Chef pâtissier du restaurant, Alexandre Brusquet l’a été auparavant pendant sept ans pour le groupe Paul Bocuse. Une période qu’il évoque les larmes aux yeux. « J’ai commencé en 2002, Monsieur Paul n’était plus vraiment derrière les fourneaux mais très souvent le matin lorsque j’arrivais à Collonges il était déjà là en train de vérifier mes frigos, cela mettait une certaine pression ! Tous les matins il était là, toute la brigade passait en disant bonjour Monsieur Paul. Il y avait beaucoup de rigueur, il m’a appris l’amour du travail bien fait, le respect des autres, la passion du métier. Je lui dois beaucoup. »

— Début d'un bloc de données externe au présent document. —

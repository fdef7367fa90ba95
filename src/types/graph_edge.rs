//! A directed, labeled edge between two named nodes.

/// A directed edge `source -> target` labeled with the connector relation.
#[derive(Debug, Clone, PartialEq, Eq)]
pub struct GraphEdge<'a> {
  pub source: &'a str,
  pub target: &'a str,
  pub relation: &'a str,
}
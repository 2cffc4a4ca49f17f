//! respkit CLI binary entry point.

use std::io::Write;

use clap::Parser;
use futures::StreamExt;
use tracing_subscriber::EnvFilter;

use respkit::cli::{AskArgs, Cli, Commands, ModelsArgs};
use respkit::config::RespkitConfig;
use respkit::error::RespkitError;
use respkit::generation::{get_response, ResponseResult};
use respkit::models::ModelSelector;
use respkit::provider::OpenAiClient;

#[tokio::main]
async fn main() {
    tracing_subscriber::fmt()
        .with_env_filter(EnvFilter::try_from_default_env().unwrap_or_else(|_| EnvFilter::new("warn")))
        .with_writer(std::io::stderr)
        .init();

    let cli = Cli::parse();

    let result = match cli.command {
        Commands::Models(args) => handle_models(args).await,
        Commands::Ask(args) => handle_ask(args).await,
    };

    if let Err(e) = result {
        eprintln!("Error: {e}");
        std::process::exit(1);
    }
}

async fn handle_models(args: ModelsArgs) -> Result<(), RespkitError> {
    let client = OpenAiClient::new(&RespkitConfig::from_env())?;
    let models = ModelSelector::default()
        .list_recommended_models(&client)
        .await?;

    if args.json {
        println!("{}", serde_json::to_string_pretty(&models)?);
        return Ok(());
    }

    for model in models {
        let status = if model.available { "available" } else { "unavailable" };
        println!(
            "{:<14} {:<10} {:<12} {}",
            model.id,
            model.category.to_string(),
            status,
            model.label
        );
    }
    Ok(())
}

async fn handle_ask(args: AskArgs) -> Result<(), RespkitError> {
    let config = RespkitConfig::from_env();
    let client = OpenAiClient::new(&config)?;

    let model = match &args.model {
        Some(model) => model.clone(),
        None => {
            ModelSelector::default()
                .resolve_default_model(&config, &client, args.preference)
                .await?
        }
    };
    let request = args.to_request(model)?;

    match get_response(&client, &request).await? {
        ResponseResult::Text(text) => println!("{text}"),
        ResponseResult::Stream(mut fragments) => {
            while let Some(fragment) = fragments.next().await {
                print!("{}", fragment?);
                let _ = std::io::stdout().flush();
            }
            println!();
        }
    }
    Ok(())
}
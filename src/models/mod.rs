//! Recommended-model catalog and default selection.

pub mod catalog;
pub mod selector;

pub use catalog::{recommended_catalog, CatalogEntry, ModelCategory, ModelDescriptor, RECOMMENDED_MODELS};
pub use selector::{ModelSelector, FALLBACK_MODEL};
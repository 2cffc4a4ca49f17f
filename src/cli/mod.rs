//! Command-line interface for respkit.

use clap::{Parser, Subcommand};
use serde_json::Value;

use crate::error::RespkitError;
use crate::models::ModelCategory;
use crate::types::{ResponseInput, ResponseRequest, Turn};

/// Ask OpenAI models questions from the terminal
#[derive(Parser, Debug)]
#[command(name = "respkit", version, about = "Helpers for the OpenAI Responses API")]
pub struct Cli {
    #[command(subcommand)]
    pub command: Commands,
}

#[derive(Subcommand, Debug)]
pub enum Commands {
    /// List recommended models and whether this key can use them
    Models(ModelsArgs),
    /// Send a prompt and print the response
    Ask(AskArgs),
}

#[derive(Parser, Debug)]
pub struct ModelsArgs {
    /// Print JSON instead of a table
    #[arg(long)]
    pub json: bool,
}

#[derive(Parser, Debug)]
pub struct AskArgs {
    /// Model id; defaults to OPENAI_DEFAULT_MODEL, then live selection
    #[arg(short, long)]
    pub model: Option<String>,

    /// Category to prefer when selecting a model (fast, quality, reasoning, image)
    #[arg(short, long, default_value = "fast")]
    pub preference: ModelCategory,

    /// System prompt
    #[arg(short, long)]
    pub system: Option<String>,

    /// Stream the response as it is generated
    #[arg(long)]
    pub stream: bool,

    /// Extra request parameter, repeatable (e.g. --param max_output_tokens=200)
    #[arg(long = "param", value_name = "KEY=VALUE")]
    pub params: Vec<String>,

    /// User prompt
    pub prompt: String,
}

impl AskArgs {
    /// Build the request for `model` from these arguments.
    pub fn to_request(&self, model: String) -> Result<ResponseRequest, RespkitError> {
        let input = match &self.system {
            Some(system) => ResponseInput::Turns(vec![
                Turn::system(system.clone()),
                Turn::user(self.prompt.clone()),
            ]),
            None => ResponseInput::Text(self.prompt.clone()),
        };

        let mut request = ResponseRequest::new(model, input).with_stream(self.stream);
        for param in &self.params {
            let (key, value) = parse_param(param)?;
            request = request.with_param(key, value);
        }
        Ok(request)
    }
}

/// Split `KEY=VALUE`; the value is read as JSON when it parses, else as a string.
pub fn parse_param(raw: &str) -> Result<(String, Value), RespkitError> {
    let (key, value) = raw.split_once('=').ok_or_else(|| {
        RespkitError::InvalidArgument(format!("Invalid parameter '{raw}': expected KEY=VALUE"))
    })?;
    let key = key.trim();
    if key.is_empty() {
        return Err(RespkitError::InvalidArgument(format!(
            "Invalid parameter '{raw}': empty key"
        )));
    }
    let value = serde_json::from_str(value).unwrap_or_else(|_| Value::String(value.to_string()));
    Ok((key.to_string(), value))
}
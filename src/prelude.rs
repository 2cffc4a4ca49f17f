//! Convenience re-exports for common use.

pub use crate::config::RespkitConfig;
pub use crate::error::{RespkitError, Result};
pub use crate::generation::{get_response, ResponseResult, TextStream};
pub use crate::models::{ModelCategory, ModelDescriptor, ModelSelector};
pub use crate::provider::{OpenAiClient, ResponsesApi};
pub use crate::types::{ResponseInput, ResponseRequest, Role, Turn};
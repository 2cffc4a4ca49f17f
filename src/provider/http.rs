//! HTTP headers, SSE framing, and status-to-error mapping.

use reqwest::header::{HeaderMap, HeaderValue, ACCEPT, AUTHORIZATION, CONTENT_TYPE};
use serde_json::Value;

use crate::error::RespkitError;

/// Build default headers for a Bearer-token API.
pub fn bearer_headers(api_key: &str) -> HeaderMap {
    let mut headers = HeaderMap::new();
    headers.insert(CONTENT_TYPE, HeaderValue::from_static("application/json"));
    if let Ok(val) = HeaderValue::from_str(&format!("Bearer {api_key}")) {
        headers.insert(AUTHORIZATION, val);
    }
    headers
}

/// Headers for a streaming call.
pub fn event_stream_headers(api_key: &str) -> HeaderMap {
    let mut headers = bearer_headers(api_key);
    headers.insert(ACCEPT, HeaderValue::from_static("text/event-stream"));
    headers
}

/// Incremental server-sent-events decoder.
///
/// Feed raw chunks with [`SseDecoder::push`]; each complete event comes back
/// as its joined `data:` payload. Bytes are buffered until a full line is
/// available, so multi-byte characters may straddle chunks. Comment lines
/// (`:`) and fields other than `data` are ignored. `[DONE]` ends the stream.
#[derive(Debug, Default)]
pub struct SseDecoder {
    buffer: Vec<u8>,
    pending_data: Vec<String>,
    done: bool,
}

impl SseDecoder {
    pub fn new() -> Self {
        Self::default()
    }

    /// Whether a `[DONE]` sentinel has been seen.
    pub fn is_done(&self) -> bool {
        self.done
    }

    /// Append a chunk and return the payloads of the events it completed.
    pub fn push(&mut self, chunk: &[u8]) -> Vec<String> {
        self.buffer.extend_from_slice(chunk);
        let mut events = Vec::new();

        while let Some(line_end) = self.buffer.iter().position(|b| *b == b'\n') {
            if self.done {
                break;
            }
            let raw: Vec<u8> = self.buffer.drain(..=line_end).collect();
            let line = String::from_utf8_lossy(&raw);
            let line = line.trim_end_matches(['\n', '\r']);

            if line.is_empty() {
                if let Some(data) = self.dispatch() {
                    events.push(data);
                }
            } else if line.starts_with(':') {
                continue;
            } else {
                self.accept_line(line);
            }
        }

        events
    }

    /// Flush an event left unterminated when the byte stream ends.
    pub fn finish(&mut self) -> Option<String> {
        if self.done {
            return None;
        }
        let raw = std::mem::take(&mut self.buffer);
        let line = String::from_utf8_lossy(&raw);
        self.accept_line(line.trim_end_matches('\r'));
        self.dispatch()
    }

    fn accept_line(&mut self, line: &str) {
        if let Some(rest) = line.strip_prefix("data:") {
            let rest = rest.strip_prefix(' ').unwrap_or(rest);
            self.pending_data.push(rest.to_string());
        }
    }

    fn dispatch(&mut self) -> Option<String> {
        if self.pending_data.is_empty() {
            return None;
        }
        let data = self.pending_data.join("\n");
        self.pending_data.clear();
        if data == "[DONE]" {
            self.done = true;
            return None;
        }
        Some(data)
    }
}

/// Map a non-success HTTP status and body to an error, keeping the body.
pub fn status_to_error(status: u16, body: &str) -> RespkitError {
    response_error(status, &HeaderMap::new(), body)
}

/// Like [`status_to_error`], but a rate-limit delay in the `retry-after-ms`
/// or `retry-after` headers wins over one in the body.
pub fn response_error(status: u16, headers: &HeaderMap, body: &str) -> RespkitError {
    let payload = serde_json::from_str::<Value>(body)
        .unwrap_or_else(|_| Value::String(body.to_string()));
    let message = payload
        .pointer("/error/message")
        .and_then(Value::as_str)
        .map(str::to_string)
        .unwrap_or_else(|| body.to_string());

    match status {
        401 | 403 => RespkitError::Authentication(message),
        429 => RespkitError::RateLimited {
            retry_after_ms: retry_after_from_headers(headers)
                .or_else(|| extract_retry_after(&payload)),
        },
        _ => RespkitError::api(status, message, payload),
    }
}

/// `retry-after-ms` (milliseconds), else `retry-after` in seconds. The
/// HTTP-date form of `retry-after` is not read.
fn retry_after_from_headers(headers: &HeaderMap) -> Option<u64> {
    let header_f64 = |name: &str| {
        headers
            .get(name)
            .and_then(|v| v.to_str().ok())
            .and_then(|v| v.trim().parse::<f64>().ok())
            .filter(|v| v.is_finite() && *v >= 0.0)
    };
    header_f64("retry-after-ms")
        .map(|ms| ms as u64)
        .or_else(|| header_f64("retry-after").map(|s| (s * 1000.0) as u64))
}

fn extract_retry_after(payload: &Value) -> Option<u64> {
    payload
        .pointer("/error/retry_after")
        .and_then(Value::as_f64)
        .map(|s| (s * 1000.0) as u64)
}
//! Default model selection against live availability.

use std::collections::HashSet;

use tracing::debug;

use super::catalog::{recommended_catalog, CatalogEntry, ModelCategory, ModelDescriptor};
use crate::config::RespkitConfig;
use crate::error::RespkitError;
use crate::provider::ResponsesApi;

/// Returned when nothing in the catalog is available. Not checked against the
/// service.
pub const FALLBACK_MODEL: &str = "gpt-4.1-mini";

/// Picks a default model from an ordered catalog.
#[derive(Debug, Clone)]
pub struct ModelSelector {
    catalog: Vec<CatalogEntry>,
}

impl Default for ModelSelector {
    fn default() -> Self {
        Self::new(recommended_catalog())
    }
}

impl ModelSelector {
    pub fn new(catalog: Vec<CatalogEntry>) -> Self {
        Self { catalog }
    }

    pub fn catalog(&self) -> &[CatalogEntry] {
        &self.catalog
    }

    /// Mark each catalog entry available iff its id is in `live_ids`.
    /// Unavailable entries are kept; catalog order is preserved.
    pub fn annotate(&self, live_ids: &HashSet<String>) -> Vec<ModelDescriptor> {
        self.catalog
            .iter()
            .map(|entry| ModelDescriptor::from_entry(entry, live_ids.contains(&entry.id)))
            .collect()
    }

    /// First available model of `preference`, else the first available model,
    /// else [`FALLBACK_MODEL`].
    pub fn pick(descriptors: &[ModelDescriptor], preference: ModelCategory) -> String {
        descriptors
            .iter()
            .find(|m| m.available && m.category == preference)
            .or_else(|| descriptors.iter().find(|m| m.available))
            .map(|m| m.id.clone())
            .unwrap_or_else(|| FALLBACK_MODEL.to_string())
    }

    /// The catalog with availability from the service. Failures of the
    /// listing call propagate.
    pub async fn list_recommended_models(
        &self,
        api: &dyn ResponsesApi,
    ) -> Result<Vec<ModelDescriptor>, RespkitError> {
        let live_ids: HashSet<String> = api.list_models().await?.into_iter().collect();
        debug!(live = live_ids.len(), "Fetched live model ids");
        Ok(self.annotate(&live_ids))
    }

    pub async fn choose_default_model(
        &self,
        api: &dyn ResponsesApi,
        preference: ModelCategory,
    ) -> Result<String, RespkitError> {
        let descriptors = self.list_recommended_models(api).await?;
        let chosen = Self::pick(&descriptors, preference);
        debug!(%preference, model = %chosen, "Chose default model");
        Ok(chosen)
    }

    /// Honor the configured default-model override, otherwise fall back to
    /// [`choose_default_model`](Self::choose_default_model). The override
    /// path makes no network call.
    pub async fn resolve_default_model(
        &self,
        config: &RespkitConfig,
        api: &dyn ResponsesApi,
        preference: ModelCategory,
    ) -> Result<String, RespkitError> {
        if let Some(model) = config.default_model() {
            debug!(model, "Using configured default model");
            return Ok(model.to_string());
        }
        self.choose_default_model(api, preference).await
    }
}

Au chapitre des bons souvenirs le jeune chef pâtissier est intarissable mais deux en particulier sont inoubliables. « Lorsque j’ai passé l’entretien à la Brasserie de l’Est, j’avais tout juste 18 ans et ma mère m’avait accompagné à Lyon pour la circonstance. Monsieur Paul était assis à une table en terrasse. Lorsque nous sommes passés à côté de lui, il a parlé avec nous puis nous a invité pour le déjeuner. J’étais vraiment impressionné ! Une autre fois, j’avais préparé un mille feuilles à Collonges et il souhaitait y goûter. Je lui avais coupé une toute petite part car il ne voulait pas en manger beaucoup mais dix minutes après il est revenu en cuisine en me demandant où était le reste du mille feuilles car il l’avait trouvé délicieux et n’en avait pas eu assez ! La mort de Paul Bocuse pour un cuisinier est au même niveau que celle de Johnny Hallyday pour un rocker. C’était un monument de la gastronomie française », conclut Alexandre Brusquet.